Inge Huber:  Ich hatte bei meinen ersten Büchern die Absicht, die Vielfalt der Arbeiten, die Chroniken und journalistischen Artikel möglichst originalgetreu zusammenzutragen. Ich habe Curnonsky’s Original-Texte neu verlegt und somit sein Gastronomisches Werk und Wirken der Vergessenheit entrissen. Curnonsky spickte seine Geschichten gerne mit eigenen Wortschöpfungen und schrieb oftmals im Dialekt "à la Rabelaise". Diesen Witz, diesen hintergründigen Humor könnte man gar nicht in Deutsch wiedergeben. 2010 habe ich dann ja seine Biographie für ein deutschsprachiges Publikum unter Inge Huber geschrieben.

Helga König: Wie soll es mit Ihrem Projekt weitergehen, beabsichtigen Sie sich nun wieder von dem Nachlass zu trennen un ihn beispielweise einem Museum zu überlassen oder auch zu verkaufen? 

 "CURNONSKY"
Inge Huber: Curnonsky gehört nach Frankreich und der Nachlass sollte, wenn möglich nicht auseinander gerissen werden. Ich habe noch nicht aufgegeben an eine späte Einsicht aus Frankreich zu glauben. Nachdem die Franzosen mit ihrer Gastronomie in die UNESCO aufgenommen wurden, seit Depardieu (nachdem er meine Bücher gelesen hatte) in der Match kundtat, dies sei Dank eines Curnonsky’s geschehen, seitdem Expräsident Sarkozy im Besitz der Bücher ist, hoffe ich noch immer, dass irgendwann einmal der Groschen fällt. Der Verkauf der Kollektion wäre meine letzte Lösung. Aber ich gestehe, dass derzeit eine Inventarliste entsteht, die erst einmal die Komplexität des gesamten Nachlasses zusammenfasst, inklusive seines literarisches Schaffens, der Pariser Theaterwelt und der Belle Époque. 
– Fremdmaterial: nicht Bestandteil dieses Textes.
use sea_orm::entity::prelude::*;
use serde::{Deserialize, Serialize};

/// Field of study
#[derive(Clone, Debug, PartialEq, DeriveEntityModel, Serialize, Deserialize)]
#[sea_orm(table_name = "filieres")]
#[serde(rename_all = "camelCase")]
pub struct Model {
    #[sea_orm(primary_key)]
    pub id: i32,

    #[sea_orm(unique)]
    pub nom: String,

    pub description: Option<String>,

    pub created_at: DateTimeWithTimeZone,
    pub updated_at: DateTimeWithTimeZone,
}

#[derive(Copy, Clone, Debug, EnumIter, DeriveRelation)]
pub enum Relation {
    #[sea_orm(has_many = "super::promotion::Entity")]
    Promotions,
}

impl Related<super::promotion::Entity> for Entity {
    fn to() -> RelationDef {
        Relation::Promotions.def()
    }
}

impl ActiveModelBehavior for ActiveModel {}
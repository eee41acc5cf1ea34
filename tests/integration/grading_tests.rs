//! Grading behavior through the API: score computation and CSV import

use crate::common::{bearer, build_app, fixtures, TestCtx};
use actix_web::{http::StatusCode, test};
use serde_json::json;

#[tokio::test]
async fn test_note_score_is_computed_server_side() {
    let ctx = TestCtx::new().await;
    fixtures::seed_roles(ctx.db()).await;
    let db = ctx.db();

    let admin = fixtures::create_user(db, "admin1", "admin", "secret123").await;
    let promotion = fixtures::create_promotion(db, "P1", 2025).await;
    let student = fixtures::create_student_profile(db, "ETU-1", promotion.id, None).await;
    let module = fixtures::create_module(db, "ALG-1", None, Some(promotion.id)).await;

    let token = ctx.token_for(&admin, "admin");
    let app = test::init_service(build_app(ctx.state.clone())).await;

    let req = test::TestRequest::post()
        .uri("/api/notes")
        .insert_header(bearer(&token))
        .set_json(json!({
            "studentId": student.id,
            "moduleId": module.id,
            "ce": 10.0,
            "fe": 15.0,
            "semester": 1
        }))
        .to_request();
    let resp = test::call_service(&app, req).await;
    assert_eq!(resp.status(), StatusCode::CREATED);
    let body: serde_json::Value = test::read_body_json(resp).await;
    // ce*0.4 + fe*0.6
    assert_eq!(body["data"]["score"], json!(13.0));
}

#[tokio::test]
async fn test_note_marks_out_of_range_rejected() {
    let ctx = TestCtx::new().await;
    fixtures::seed_roles(ctx.db()).await;
    let db = ctx.db();

    let admin = fixtures::create_user(db, "admin1", "admin", "secret123").await;
    let promotion = fixtures::create_promotion(db, "P1", 2025).await;
    let student = fixtures::create_student_profile(db, "ETU-1", promotion.id, None).await;
    let module = fixtures::create_module(db, "ALG-1", None, Some(promotion.id)).await;

    let token = ctx.token_for(&admin, "admin");
    let app = test::init_service(build_app(ctx.state.clone())).await;

    let req = test::TestRequest::post()
        .uri("/api/notes")
        .insert_header(bearer(&token))
        .set_json(json!({
            "studentId": student.id,
            "moduleId": module.id,
            "ce": 25.0,
            "fe": 10.0
        }))
        .to_request();
    let resp = test::call_service(&app, req).await;
    assert_eq!(resp.status(), StatusCode::BAD_REQUEST);
}

#[tokio::test]
async fn test_csv_import_creates_notes_and_reports_failures() {
    let ctx = TestCtx::new().await;
    fixtures::seed_roles(ctx.db()).await;
    let db = ctx.db();

    let teacher = fixtures::create_user(db, "prof", "teacher", "secret123").await;
    let profile = fixtures::create_teacher_profile(db, &teacher).await;
    let promotion = fixtures::create_promotion(db, "P1", 2025).await;
    fixtures::create_student_profile(db, "ETU-1", promotion.id, None).await;
    fixtures::create_student_profile(db, "ETU-2", promotion.id, None).await;
    let module =
        fixtures::create_module(db, "CSV-1", Some(profile.id), Some(promotion.id)).await;

    let token = ctx.token_for(&teacher, "teacher");
    let app = test::init_service(build_app(ctx.state.clone())).await;

    let csv = "matricule,ce,fe,session,semester,appreciation\n\
               ETU-1,12,14,Normale,1,bien\n\
               ETU-2,8,11,Normale,1,\n\
               GHOST-9,10,10,Normale,1,\n";
    let boundary = "----academix-test-boundary";
    let body = format!(
        "--{b}\r\nContent-Disposition: form-data; name=\"file\"; filename=\"notes.csv\"\r\nContent-Type: text/csv\r\n\r\n{csv}\r\n--{b}--\r\n",
        b = boundary,
        csv = csv
    );

    let req = test::TestRequest::post()
        .uri(&format!("/api/notes/module/{}/import", module.id))
        .insert_header(bearer(&token))
        .insert_header((
            "Content-Type",
            format!("multipart/form-data; boundary={}", boundary),
        ))
        .set_payload(body)
        .to_request();
    let resp = test::call_service(&app, req).await;
    assert_eq!(resp.status(), StatusCode::OK);
    let body: serde_json::Value = test::read_body_json(resp).await;
    assert_eq!(body["data"]["imported"], json!(2));
    let failed = body["data"]["failed"].as_array().expect("failures");
    assert_eq!(failed.len(), 1);
    assert_eq!(failed[0]["matricule"], "GHOST-9");

    let notes = db.list_notes_by_module(module.id).await.expect("notes");
    assert_eq!(notes.len(), 2);
}

#[tokio::test]
async fn test_dashboard_stats_by_role() {
    let ctx = TestCtx::new().await;
    fixtures::seed_roles(ctx.db()).await;
    let db = ctx.db();

    let admin = fixtures::create_user(db, "admin1", "admin", "secret123").await;
    let promotion = fixtures::create_promotion(db, "P1", 2025).await;
    let stu_user = fixtures::create_user(db, "stu", "student", "secret123").await;
    let stu_profile =
        fixtures::create_student_profile(db, "ETU-1", promotion.id, Some(stu_user.id)).await;
    let module = fixtures::create_module(db, "ALG-1", None, Some(promotion.id)).await;
    db.create_note(stu_profile.id, module.id, Some(10.0), Some(12.0), None, None, None)
        .await
        .expect("note");

    let app = test::init_service(build_app(ctx.state.clone())).await;

    let token = ctx.token_for(&admin, "admin");
    let req = test::TestRequest::get()
        .uri("/api/dashboard/stats")
        .insert_header(bearer(&token))
        .to_request();
    let resp = test::call_service(&app, req).await;
    assert_eq!(resp.status(), StatusCode::OK);
    let body: serde_json::Value = test::read_body_json(resp).await;
    assert_eq!(body["data"]["students"], json!(1));
    assert_eq!(body["data"]["modules"], json!(1));
    assert_eq!(body["data"]["notes"], json!(1));

    let token = ctx.token_for(&stu_user, "student");
    let req = test::TestRequest::get()
        .uri("/api/dashboard/stats")
        .insert_header(bearer(&token))
        .to_request();
    let resp = test::call_service(&app, req).await;
    assert_eq!(resp.status(), StatusCode::OK);
    let body: serde_json::Value = test::read_body_json(resp).await;
    assert_eq!(body["data"]["notesForStudent"], json!(1));
    assert_eq!(body["data"]["bulletinsForStudent"], json!(0));
}
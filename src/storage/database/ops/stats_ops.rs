use crate::storage::database::entities::{self, bulletin, note, student, user};
use crate::storage::database::Database;
use crate::utils::error::Result;
use sea_orm::*;
use serde::Serialize;
use uuid::Uuid;

/// Global entity counts for the staff dashboard
#[derive(Debug, Clone, Serialize)]
pub struct GlobalStats {
    pub students: u64,
    pub teachers: u64,
    pub modules: u64,
    pub notes: u64,
    pub bulletins: u64,
}

/// Personal counts for the student dashboard
#[derive(Debug, Clone, Serialize)]
#[serde(rename_all = "camelCase")]
pub struct StudentStats {
    pub notes_for_student: u64,
    pub bulletins_for_student: u64,
}

impl Database {
    pub async fn global_stats(&self) -> Result<GlobalStats> {
        let students = entities::Student::find()
            .filter(student::Column::DeletedAt.is_null())
            .count(&self.db)
            .await?;
        let teachers = entities::Teacher::find().count(&self.db).await?;
        let modules = entities::Module::find().count(&self.db).await?;
        let notes = entities::Note::find().count(&self.db).await?;
        let bulletins = entities::Bulletin::find().count(&self.db).await?;

        Ok(GlobalStats {
            students,
            teachers,
            modules,
            notes,
            bulletins,
        })
    }

    pub async fn student_stats(&self, student_id: Uuid) -> Result<StudentStats> {
        let notes_for_student = entities::Note::find()
            .filter(note::Column::StudentId.eq(student_id))
            .count(&self.db)
            .await?;
        let bulletins_for_student = entities::Bulletin::find()
            .filter(bulletin::Column::StudentId.eq(student_id))
            .count(&self.db)
            .await?;

        Ok(StudentStats {
            notes_for_student,
            bulletins_for_student,
        })
    }

    /// Count of live user accounts; seed tooling uses it for a sanity report
    pub async fn count_users(&self) -> Result<u64> {
        let count = entities::User::find()
            .filter(user::Column::DeletedAt.is_null())
            .count(&self.db)
            .await?;
        Ok(count)
    }
}
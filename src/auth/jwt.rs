//! Session token codec
//!
//! Issues and verifies the signed, time-limited bearer tokens binding a user
//! id and role name. Verification is all-or-nothing: a bad signature, a
//! malformed token or an elapsed expiry all fail the same way.

use crate::config::AuthConfig;
use crate::utils::error::{ApiError, Result};
use jsonwebtoken::{decode, encode, Algorithm, DecodingKey, EncodingKey, Header, Validation};
use serde::{Deserialize, Serialize};
use std::time::{SystemTime, UNIX_EPOCH};
use tracing::{debug, warn};
use uuid::Uuid;

/// JWT claims carried by a session token
#[derive(Debug, Clone, Serialize, Deserialize)]
pub struct Claims {
    /// Subject (user ID)
    pub sub: Uuid,
    /// Role name at issuance time; informational — the resolver reloads the
    /// authoritative role from the store on every request
    pub role: Option<String>,
    /// Issued at timestamp
    pub iat: u64,
    /// Expiration timestamp
    pub exp: u64,
}

/// Codec for session tokens
#[derive(Clone)]
pub struct JwtCodec {
    encoding_key: EncodingKey,
    decoding_key: DecodingKey,
    algorithm: Algorithm,
    lifetime: u64,
}

impl std::fmt::Debug for JwtCodec {
    fn fmt(&self, f: &mut std::fmt::Formatter<'_>) -> std::fmt::Result {
        f.debug_struct("JwtCodec")
            .field("algorithm", &self.algorithm)
            .field("lifetime", &self.lifetime)
            .field("keys", &"[REDACTED]")
            .finish()
    }
}

impl JwtCodec {
    /// Create a codec from the auth configuration
    pub fn new(config: &AuthConfig) -> Result<Self> {
        if config.jwt_secret.is_empty() {
            return Err(ApiError::config("JWT secret is not configured"));
        }
        let secret = config.jwt_secret.as_bytes();
        Ok(Self {
            encoding_key: EncodingKey::from_secret(secret),
            decoding_key: DecodingKey::from_secret(secret),
            algorithm: Algorithm::HS256,
            lifetime: config.token_lifetime,
        })
    }

    /// Issue a signed token for a user and role
    pub fn issue(&self, user_id: Uuid, role: Option<&str>) -> Result<String> {
        let now = SystemTime::now()
            .duration_since(UNIX_EPOCH)
            .map_err(|e| ApiError::internal(format!("System time error: {}", e)))?
            .as_secs();

        let claims = Claims {
            sub: user_id,
            role: role.map(str::to_string),
            iat: now,
            exp: now + self.lifetime,
        };

        let header = Header::new(self.algorithm);
        let token = encode(&header, &claims, &self.encoding_key).map_err(ApiError::Jwt)?;
        debug!("Issued session token for user: {}", user_id);
        Ok(token)
    }

    /// Verify and decode a token; any failure is terminal for the request
    pub fn verify(&self, token: &str) -> Result<Claims> {
        let validation = Validation::new(self.algorithm);
        let token_data = decode::<Claims>(token, &self.decoding_key, &validation).map_err(|e| {
            warn!("Token verification failed: {}", e);
            ApiError::InvalidToken
        })?;
        Ok(token_data.claims)
    }

    /// Configured token lifetime in seconds
    pub fn lifetime(&self) -> u64 {
        self.lifetime
    }
}

#[cfg(test)]
mod tests {
    use super::*;

    fn codec() -> JwtCodec {
        JwtCodec::new(&AuthConfig {
            jwt_secret: "test-secret-test-secret-test-secret!".to_string(),
            token_lifetime: 3600,
        })
        .unwrap()
    }

    #[test]
    fn test_roundtrip_preserves_subject_and_role() {
        let codec = codec();
        let user_id = Uuid::new_v4();
        let token = codec.issue(user_id, Some("teacher")).unwrap();
        let claims = codec.verify(&token).unwrap();
        assert_eq!(claims.sub, user_id);
        assert_eq!(claims.role.as_deref(), Some("teacher"));
    }

    #[test]
    fn test_roundtrip_without_role() {
        let codec = codec();
        let token = codec.issue(Uuid::new_v4(), None).unwrap();
        let claims = codec.verify(&token).unwrap();
        assert!(claims.role.is_none());
    }

    #[test]
    fn test_garbage_token_fails() {
        let codec = codec();
        assert!(matches!(
            codec.verify("garbage"),
            Err(ApiError::InvalidToken)
        ));
    }

    #[test]
    fn test_tampered_signature_fails() {
        let codec = codec();
        let token = codec.issue(Uuid::new_v4(), Some("admin")).unwrap();
        let mut parts: Vec<String> = token.split('.').map(str::to_string).collect();
        parts[2] = "AAAAAAAAAAAAAAAAAAAAAAAAAAAAAAAAAAAAAAAAAAA".to_string();
        let forged = parts.join(".");
        assert!(matches!(
            codec.verify(&forged),
            Err(ApiError::InvalidToken)
        ));
    }

    #[test]
    fn test_wrong_secret_fails() {
        let codec = codec();
        let other = JwtCodec::new(&AuthConfig {
            jwt_secret: "another-secret-another-secret-another!".to_string(),
            token_lifetime: 3600,
        })
        .unwrap();
        let token = other.issue(Uuid::new_v4(), Some("admin")).unwrap();
        assert!(matches!(codec.verify(&token), Err(ApiError::InvalidToken)));
    }

    #[test]
    fn test_expired_token_fails() {
        let codec = codec();
        let past = SystemTime::now()
            .duration_since(UNIX_EPOCH)
            .unwrap()
            .as_secs()
            - 7200;
        let claims = Claims {
            sub: Uuid::new_v4(),
            role: Some("admin".to_string()),
            iat: past,
            exp: past + 60,
        };
        let token = encode(
            &Header::new(Algorithm::HS256),
            &claims,
            &EncodingKey::from_secret("test-secret-test-secret-test-secret!".as_bytes()),
        )
        .unwrap();
        assert!(matches!(codec.verify(&token), Err(ApiError::InvalidToken)));
    }

    #[test]
    fn test_empty_secret_is_fatal() {
        let result = JwtCodec::new(&AuthConfig {
            jwt_secret: String::new(),
            token_lifetime: 3600,
        });
        assert!(matches!(result, Err(ApiError::Config(_))));
    }
}
//! Request-scoped identity resolution
//!
//! [`AuthSession`] is the single source of caller identity: it extracts the
//! bearer token, verifies it, reloads the user row (the store is
//! authoritative, not the token claim) and attaches the linked student or
//! teacher profile. Downstream code never re-derives any of this.

use crate::domain::RoleKind;
use crate::server::state::AppState;
use crate::storage::database::entities::{student, teacher, user};
use crate::storage::Database;
use crate::utils::error::{ApiError, Result};
use actix_web::http::header::HeaderMap;
use actix_web::{dev::Payload, web, FromRequest, HttpRequest};
use std::future::Future;
use std::pin::Pin;
use tracing::debug;
use uuid::Uuid;

/// Role-scoped identity of the caller
///
/// A student or teacher role with no linked profile row is a valid but
/// degraded identity; handlers that need the profile ask for it explicitly
/// and get a "profile not linked" error instead of a crash.
#[derive(Debug, Clone)]
pub enum Identity {
    Admin,
    /// Secretary or directeur des études
    Staff(RoleKind),
    Teacher(teacher::Model),
    UnlinkedTeacher,
    Student(student::Model),
    UnlinkedStudent,
    /// Role missing or outside the recognized set; matches no gate
    Unrecognized,
}

/// Fully-resolved caller context, built once per request
#[derive(Debug, Clone)]
pub struct AuthSession {
    /// The authenticated user row
    pub user: user::Model,
    /// Parsed role, when recognized
    pub role: Option<RoleKind>,
    /// Role-scoped identity with the attached profile
    pub identity: Identity,
}

impl AuthSession {
    /// Resolve a verified token subject into a full session.
    ///
    /// A missing user row (deleted since issuance) resolves to the same
    /// failure as an invalid token; a stale credential must not leak whether
    /// the account ever existed.
    pub async fn resolve(db: &Database, user_id: Uuid) -> Result<Self> {
        let (user, role_row) = db
            .find_user_with_role(user_id)
            .await?
            .ok_or(ApiError::UnknownUser)?;

        let role = role_row.as_ref().and_then(|r| RoleKind::from_name(&r.name));

        let identity = match role {
            Some(RoleKind::Admin) => Identity::Admin,
            Some(kind @ (RoleKind::Secretary | RoleKind::De)) => Identity::Staff(kind),
            Some(RoleKind::Teacher) => match db.find_teacher_by_user_id(user.id).await? {
                Some(profile) => Identity::Teacher(profile),
                None => Identity::UnlinkedTeacher,
            },
            Some(RoleKind::Student) => match db.find_student_by_user_id(user.id).await? {
                Some(profile) => Identity::Student(profile),
                None => Identity::UnlinkedStudent,
            },
            None => Identity::Unrecognized,
        };

        debug!(user = %user.username, role = ?role, "Resolved request identity");
        Ok(Self {
            user,
            role,
            identity,
        })
    }

    /// Linked student profile id, never guessed
    pub fn student_id(&self) -> Option<Uuid> {
        match &self.identity {
            Identity::Student(profile) => Some(profile.id),
            _ => None,
        }
    }

    /// Linked teacher profile id, never guessed
    pub fn teacher_id(&self) -> Option<Uuid> {
        match &self.identity {
            Identity::Teacher(profile) => Some(profile.id),
            _ => None,
        }
    }

    /// Linked student profile, or the explicit "account setup incomplete"
    /// error when the student role has no profile row yet
    pub fn require_student_profile(&self) -> Result<&student::Model> {
        match &self.identity {
            Identity::Student(profile) => Ok(profile),
            Identity::UnlinkedStudent => Err(ApiError::profile_not_linked(
                "No student profile is linked to this account yet",
            )),
            _ => Err(ApiError::forbidden("Reserved for students")),
        }
    }

    /// Linked teacher profile, with the same degraded-identity contract
    pub fn require_teacher_profile(&self) -> Result<&teacher::Model> {
        match &self.identity {
            Identity::Teacher(profile) => Ok(profile),
            Identity::UnlinkedTeacher => Err(ApiError::profile_not_linked(
                "No teacher profile is linked to this account yet",
            )),
            _ => Err(ApiError::forbidden("Reserved for teachers")),
        }
    }
}

/// Extract the bearer token from the Authorization header
pub fn bearer_token(headers: &HeaderMap) -> Result<String> {
    let header = headers
        .get("authorization")
        .ok_or(ApiError::MissingToken)?
        .to_str()
        .map_err(|_| ApiError::MissingToken)?;

    header
        .strip_prefix("Bearer ")
        .map(str::to_string)
        .ok_or(ApiError::MissingToken)
}

impl FromRequest for AuthSession {
    type Error = ApiError;
    type Future = Pin<Box<dyn Future<Output = Result<Self>>>>;

    fn from_request(req: &HttpRequest, _payload: &mut Payload) -> Self::Future {
        let req = req.clone();
        Box::pin(async move {
            let state = req
                .app_data::<web::Data<AppState>>()
                .cloned()
                .ok_or_else(|| ApiError::internal("Application state missing"))?;

            let token = bearer_token(req.headers())?;
            let claims = state.auth.jwt().verify(&token)?;
            AuthSession::resolve(&state.storage.database, claims.sub).await
        })
    }
}

#[cfg(test)]
mod tests {
    use super::*;
    use actix_web::http::header::{HeaderMap, HeaderName, HeaderValue};

    fn headers_with(value: &str) -> HeaderMap {
        let mut headers = HeaderMap::new();
        headers.insert(
            HeaderName::from_static("authorization"),
            HeaderValue::from_str(value).unwrap(),
        );
        headers
    }

    #[test]
    fn test_bearer_token_extraction() {
        let headers = headers_with("Bearer abc.def.ghi");
        assert_eq!(bearer_token(&headers).unwrap(), "abc.def.ghi");
    }

    #[test]
    fn test_missing_header_is_missing_token() {
        let headers = HeaderMap::new();
        assert!(matches!(
            bearer_token(&headers),
            Err(ApiError::MissingToken)
        ));
    }

    #[test]
    fn test_wrong_scheme_is_missing_token() {
        let headers = headers_with("Basic dXNlcjpwYXNz");
        assert!(matches!(
            bearer_token(&headers),
            Err(ApiError::MissingToken)
        ));
    }
}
Helga König: Wie erklären Sie sich, dass Curnonsky in Frankreich im Hier und Jetzt so wenig Beachtung geschenkt wird. Sind das die posthumen Wehrmutstropfen für Gastro-Kritiker oder gar Kritiker generell?

 Cur Non... Bibendum?
Inge Huber: Im Juli 2013 besuchte mich in München Monsieur Thierry Gardinier, Besitzer des Sternerestaurants Taillevent aus Paris... Wir sprachen lange miteinander, er sah sich Einiges an, bekam meine Bücher und versprach, er werde nachdenken... kurze Zeit später gab es im Taillevent ein Menu : „Les Cinq de Curnonsky“ zum Preis von 1.200 € pro Person, „une expérience inoubliable pour vos sens! „– war zu lesen. Die Pariser Presse überschlug sich vor Begeisterung und Curnonsky war wieder einmal in aller Munde! Man schrieb und diskutierte daraufhin in vielen Glanz-Magazinen ob denn Curnonsky lieber Weißwein als Rotwein trank. Le Figaro schrieb: Tomber amoureux cinq fois en deux heures... plus große und rühmliche Worte auch über den Prinzen der Gastronomie! Nein, nein, das Curnonsky in Frankreich keine Beachtung fände, das sehe ich nicht so, Curnonsky wird unendlich oft von Gastrokritikern zitiert, wenn es gerade in „Eine Gute Küche ist wenn die Dinge nach dem schmecken was sie sind...“ Seine Geschichten werden erzählt, seine Rezepte gekocht. Jeder bedient sich Seiner für die eigene Storry. Kein französischer Journalist hat Lust sich Ärger mit dem Caoutchouc Giganten Michelin einzuhandeln oder sich um anderer Leute Bücher zu kümmern ... Sie arbeiten alle an der eigenen Karriere, ihren eigenen gastronomischen Höhenflüge. Trauriges Fazit: Der „Prinz der Gastronomen“ konnte sich keinen Alterssitz leisten. Am 22. Juli 1956 fanden sie ihn tot auf dem Trottoir vor seinem Haus. Er sei aus Altersschwäche aus dem Fenster des dritten Stocks gestürzt stand in den Zeitungen... Sein Grab befindet sich in Beauchamp nahe bei Paris, hier ruht der „Prinz“ vereint mit seiner Mätresse Germaine. Seine Hinterlassenschaft wartet aber noch immer auf einen geeigneten und würdigen Platz …

Liebe Frau Huber, ich danke Ihnen für das wirklich aufschlussreiche Interview.